• Activity:
All lines in the records that carry the string "queries" are to be shown.

• Given information:
- Opening Delimiter -

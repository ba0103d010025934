//! Terasu site: a server-rendered blog over the Sanity content API.
//!
//! # Architecture
//!
//! - **Store**: posts, taxonomies and the profile come from
//!   [`terasu_core::ContentStore`], either the remote API or a local export
//! - **Render**: HTML is generated with maud (compile-time templates); Portable
//!   Text bodies are rendered block by block
//! - **Draft mode**: a signed `draftMode` cookie, read once per request, decides
//!   whether unpublished content is visible
//!
//! # Security
//!
//! - All dynamic content is HTML-escaped by maud
//! - Link and embed URLs are scheme-checked before use in attributes
//! - Content-Security-Policy forbids scripts; framing is limited to the site
//!   itself and the configured studio origins
//! - Draft mode can only be enabled with a valid preview or shared secret

pub mod config;
pub mod error;
pub mod render;
pub mod routes;
pub mod state;

#[cfg(test)]
mod test_support;

pub use config::Config;
pub use routes::router;
pub use state::AppState;
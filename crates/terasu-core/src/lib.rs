//! Core types and content access for the Terasu blog.
//!
//! This crate provides:
//! - The content model (posts, categories, tags, the profile singleton)
//! - Portable Text blocks plus the local transforms the site needs on them
//!   (heading ids, table parsing, embed classification)
//! - The content store: the remote Sanity query API, or a local NDJSON
//!   export snapshot for development and tests
//! - The fixed set of query templates used by the site
//! - Draft-mode state and image URL construction
//! - Shared error types

pub mod draft;
mod error;
pub mod groq;
pub mod image;
pub mod model;
pub mod portable_text;
pub mod queries;
pub mod sanity;
pub mod snapshot;

// ═══════════════════════════════════════════════════════════════════════════
// Constants
// ═══════════════════════════════════════════════════════════════════════════

/// Page size used by listing pages.
pub const DEFAULT_PAGE_SIZE: usize = 20;

/// Number of posts shown in the featured strip on the home page.
pub const FEATURED_LIMIT: usize = 5;

/// Upper bound on posts enumerated for the site map.
pub const SITEMAP_POST_LIMIT: usize = 1000;

pub use draft::{CookieSigner, DraftMode};
pub use error::{Error, Result};
pub use image::ImageUrlBuilder;
pub use model::{
    AssetRef, Category, CategoryRef, Experience, ImageRef, Post, PreviewSecret, Profile,
    SocialLinks, Tag, TagRef,
};
pub use portable_text::Block;
pub use queries::ContentStore;
pub use sanity::{SanityClient, SanityConfig};
pub use snapshot::SnapshotStore;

- Closing Delimiter -

• Answer space:
pub mod queries;
pub use queries::ContentStore;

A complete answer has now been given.